Baseline characteristics were mostly well balanced between the 2 arms. However, in the talazoparib arm, 63.4% of patients were aged <50 years versus 46.5% of patients in the control arm. Fifteen percent of patients on talazoparib had a history of central nervous system metastasis versus 13.9% in the chemotherapy arm. In the talazoparib group, 37.6% of patients had a disease-free interval—from their initial diagnosis to advanced breast cancer—of under 12 months versus 29.2% with chemotherapy.
At a median follow-up of 11.2 months, data showed that the median PFS was 8.6 months (95% CI, 7.2-9.3) with talazoparib and 5.6 months (95% CI, 4.2-6.7) with chemotherapy, respectively (HR, 0.54; 95% CI, 0.41-0.71; P <.0001). Moreover, the ORRs were 62.6% (95% CI, 55.8-69.0) with talazoparib and 27.2% (95% CI, 19.3-36.3) with chemotherapy (odds ratio, 4.99; 95% CI, 2.9-8.8; 2-sided P value <.0001). The PFS benefit with talazoparib was seen across all predetermined patient subgroups.
The median duration of treatment was 6.1 months compared with 3.9 months for talazoparib and chemotherapy, respectively. Among patients with measurable disease, the complete response rate with talazoparib was 5.5%, the partial response rate was 57.1%, and the stable disease rate was 21.0%. The corresponding rates in the physician’s choice arm were 0%, 27.2%, and 31.6%, respectively.
Additional results showed that the median duration of response was 5.4 months (95% CI, 4.2-6.3) with talazoparib and 3.1 months (95% CI, 2.8-5.6) with chemotherapy (HR, 0.43; 95% CI, 0.27-0.70; P = .0005). Moreover, the 1-year probability of sustained response was 23% vs 0%, respectively.
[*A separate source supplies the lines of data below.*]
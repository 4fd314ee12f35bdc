//! Diagnostic logging setup.

use env_logger::{Builder, Env};
use log::LevelFilter;

/// Maps the `-v` count to a log level.
///
/// Without `-v` the level comes from `RUST_LOG`, falling back to warnings only.
fn level_for(verbose: u8) -> Option<LevelFilter> {
    match verbose {
        0 => None,
        1 => Some(LevelFilter::Debug),
        _ => Some(LevelFilter::Trace),
    }
}

/// Installs the global logger, writing to stderr.
pub fn init(verbose: u8) {
    let mut builder = Builder::new();
    builder
        .filter_level(LevelFilter::Warn)
        .parse_env(Env::default())
        .format_timestamp(None);
    if let Some(level) = level_for(verbose) {
        builder.filter_level(level);
    }
    builder.init();
}
//! Query parser.
//!
//! A Pratt (top-down operator precedence) parser over the lexer's tokens. Each token kind has
//! a binding power; an expression keeps absorbing following tokens while they bind tighter
//! than the operator that started it.
//!
//! # Binding powers (highest to lowest)
//!
//! 1. Words (80): adjacent words join into one term run
//! 2. Prefix `+` / `-` (50)
//! 3. Infix `OR` / `||` (20)
//! 4. Infix `AND` / `&&` (10)
//!
//! OR binds tighter than AND, so `a OR b AND c` is `(a OR b) AND c`.
//!
//! # Prefix operators
//!
//! `+x rest` and `-x rest` take an argument (the next word, or a nested prefix operator) and
//! the rest of the query at prefix binding power. The result is `x AND wrap(rest)`, or
//! `NOT(x) AND wrap(rest)`, where everything parsed before the operator is folded into `rest`.
//!
//! Parentheses are tokenized but grouping is not implemented: `(` is rejected with
//! [`ParseError::UnsupportedConstruct`], and a stray `)` is skipped.

use crate::{
    error::{Construct, ParseError},
    expression::{Expression, Operator},
    lexer::{Token, TokenKind},
    term::TermAllocator,
};

/// Pratt parser over a token sequence.
struct Parser<'a> {
    /// Token sequence, always ending with an EOF token.
    tokens: Vec<Token>,
    /// Index of the current token.
    position: usize,
    /// Allocator for the terms of this parse.
    allocator: &'a mut TermAllocator,
}

impl<'a> Parser<'a> {
    /// Creates a parser, appending an EOF token if the sequence lacks one.
    fn new(tokens: impl IntoIterator<Item = Token>, allocator: &'a mut TermAllocator) -> Self {
        let mut tokens: Vec<Token> = tokens.into_iter().collect();
        if tokens.last().is_none_or(|t| t.kind() != TokenKind::Eof) {
            let end = tokens.last().map_or(0, |t| t.offset() + t.length());
            tokens.push(Token::new(TokenKind::Eof, "", end, 0));
        }
        Self {
            tokens,
            position: 0,
            allocator,
        }
    }

    /// Parses the whole token sequence.
    fn parse(mut self) -> Result<Expression, ParseError> {
        let mut expr = self.parse_expression(0)?;

        loop {
            let token = self.peek();
            match token.kind() {
                TokenKind::RightParen => {
                    log::debug!("skipping unmatched ')' at offset {}", token.offset());
                    self.advance();
                    let rest = self.parse_expression(0)?;
                    expr = expr.extend(rest);
                }
                TokenKind::LeftParen => return Err(self.unsupported_grouping()),
                _ => break,
            }
        }

        Ok(expr.wrap())
    }

    /// Parses an expression whose tokens bind tighter than `min_bp`.
    fn parse_expression(&mut self, min_bp: u8) -> Result<Expression, ParseError> {
        let token = self.next_token();
        let mut left = self.null_denotation(&token)?;

        while self.peek().binding_power() > min_bp {
            let token = self.next_token();
            left = self.left_denotation(left, &token)?;
        }

        Ok(left)
    }

    /// Handles a token at the start of an expression.
    fn null_denotation(&mut self, token: &Token) -> Result<Expression, ParseError> {
        match token.kind() {
            TokenKind::Word => Ok(self.term(token)),
            TokenKind::PrefixAnd | TokenKind::PrefixAndNot => self.prefix_chain(token),
            TokenKind::LeftParen => Err(ParseError::UnsupportedConstruct {
                construct: Construct::Grouping,
                offset: token.offset(),
            }),
            TokenKind::RightParen | TokenKind::InfixAnd | TokenKind::InfixOr | TokenKind::Eof => {
                Ok(Expression::noop())
            }
        }
    }

    /// Handles a token following the already-parsed expression `left`.
    fn left_denotation(&mut self, left: Expression, token: &Token) -> Result<Expression, ParseError> {
        match token.kind() {
            TokenKind::Word => {
                let term = self.allocator.create_root_term(token.text());
                Ok(left.append_term(term))
            }
            TokenKind::InfixAnd => {
                let right = self.parse_expression(token.binding_power())?;
                Ok(if right.is_noop() { left } else { left.and(right) })
            }
            TokenKind::InfixOr => {
                let right = self.parse_expression(token.binding_power())?;
                Ok(if right.is_noop() { left } else { left.or(right) })
            }
            TokenKind::PrefixAnd | TokenKind::PrefixAndNot => {
                let arg = self.parse_prefix_arg()?;
                let rest = left.extend(self.parse_expression(token.binding_power())?);
                Ok(Self::apply_prefix(token.kind(), arg, rest))
            }
            // Zero binding power: never reached from the parse loop.
            TokenKind::LeftParen | TokenKind::RightParen | TokenKind::Eof => Ok(left),
        }
    }

    /// Parses a run of prefix operators that starts an expression.
    ///
    /// Each operator takes its argument and the rest of the query, so `-a +b rest` is
    /// `NOT(a) AND wrap(b AND wrap(rest))`. AND flattening turns that into the single
    /// conjunction `AND(NOT(a), b, ...)`, which is built here directly: the arguments are
    /// collected in a loop and `rest` is parsed once, after the last operator of the run.
    fn prefix_chain(&mut self, first: &Token) -> Result<Expression, ParseError> {
        let mut args = Vec::new();
        let mut operator = first.clone();
        loop {
            if let Some(arg) = self.parse_prefix_arg()? {
                args.push(Self::signed(operator.kind(), arg));
            }
            if !is_prefix(self.peek().kind()) {
                break;
            }
            operator = self.next_token();
        }

        let rest = self.parse_expression(operator.binding_power())?;
        if args.is_empty() {
            return Ok(rest);
        }
        Ok(Expression::compound(Operator::And, args).and(rest.wrap()))
    }

    /// Parses the argument of a prefix operator.
    ///
    /// Nested prefix operators collapse: `+` passes its argument through and `-` negates it,
    /// so pairs of `-` cancel. Returns `None` when no word follows.
    fn parse_prefix_arg(&mut self) -> Result<Option<Expression>, ParseError> {
        let mut negated = false;
        loop {
            let token = self.next_token();
            match token.kind() {
                TokenKind::Word => {
                    let arg = self.term(&token);
                    return Ok(Some(if negated { arg.not() } else { arg }));
                }
                TokenKind::PrefixAnd => {}
                TokenKind::PrefixAndNot => negated = !negated,
                TokenKind::LeftParen => {
                    return Err(ParseError::UnsupportedConstruct {
                        construct: Construct::Grouping,
                        offset: token.offset(),
                    });
                }
                TokenKind::RightParen
                | TokenKind::InfixAnd
                | TokenKind::InfixOr
                | TokenKind::Eof => return Ok(None),
            }
        }
    }

    /// Applies a prefix operator's sign to its argument.
    fn signed(kind: TokenKind, arg: Expression) -> Expression {
        if kind == TokenKind::PrefixAndNot {
            arg.not()
        } else {
            arg
        }
    }

    /// Combines a prefix operator's argument with the rest of the query.
    fn apply_prefix(kind: TokenKind, arg: Option<Expression>, rest: Expression) -> Expression {
        match arg {
            Some(arg) => Self::signed(kind, arg).and(rest.wrap()),
            None => rest,
        }
    }

    /// Allocates a term for a word token.
    fn term(&mut self, token: &Token) -> Expression {
        Expression::term(self.allocator.create_root_term(token.text()))
    }

    /// Builds the error for a `(` at the current position.
    fn unsupported_grouping(&self) -> ParseError {
        ParseError::UnsupportedConstruct {
            construct: Construct::Grouping,
            offset: self.peek().offset(),
        }
    }

    /// Returns the current token.
    fn peek(&self) -> &Token {
        &self.tokens[self.position]
    }

    /// Returns the current token and advances, stopping at EOF.
    fn next_token(&mut self) -> Token {
        let token = self.peek().clone();
        self.advance();
        token
    }

    /// Advances to the next token, never past the trailing EOF.
    fn advance(&mut self) {
        if self.position + 1 < self.tokens.len() {
            self.position += 1;
        }
    }
}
Although OS data remain immature, an interim OS analysis found a positive trend favoring talazoparib with a 24% reduction in the risk of death. The median OS was 22.3 months (95% CI, 18.1-26.2) with the PARP inhibitor compared with 19.5 months (95% CI, 16.3-22.4) with chemotherapy (HR, 0.76; 95% CI, 0.54-1.06; P = .105).
Regarding safety, the most common grade 3 adverse events (AEs) in the talazoparib arm were anemia (38% versus 4% in the chemotherapy arm), neutropenia (18% versus 20%, respectively), and thrombocytopenia (11% versus 2%, respectively). The safety population included 286 patients in the talazoparib arm and 126 patients in the chemotherapy arm.
Grade 4 AEs occurring most often with talazoparib included anemia (1%), neutropenia (3%), and thrombocytopenia (4%). Discontinuation of treatment due to AEs occurred in 5% and 6% of the talazoparib and chemotherapy arms, respectively.
“In the EMBRACA trial, Talzenna reduced the risk of disease progression by 46% and more than doubled the overall response rate compared to chemotherapy,” Johannes Ettl, MD, Department of Obstetrics and Gynecology, Klinikum rechts der Isar, Technical University of Munich in Germany and an investigator in the EMBRACA trial, said in the press release. “This improvement in outcomes for patients treated with Talzenna reinforces the increasingly key role of genetic testing in treatment decision-making for patients with locally advanced or metastatic breast cancer.”
The FDA approved talazoparib in this setting in October 2018, also based on the EMBRACA trial findings.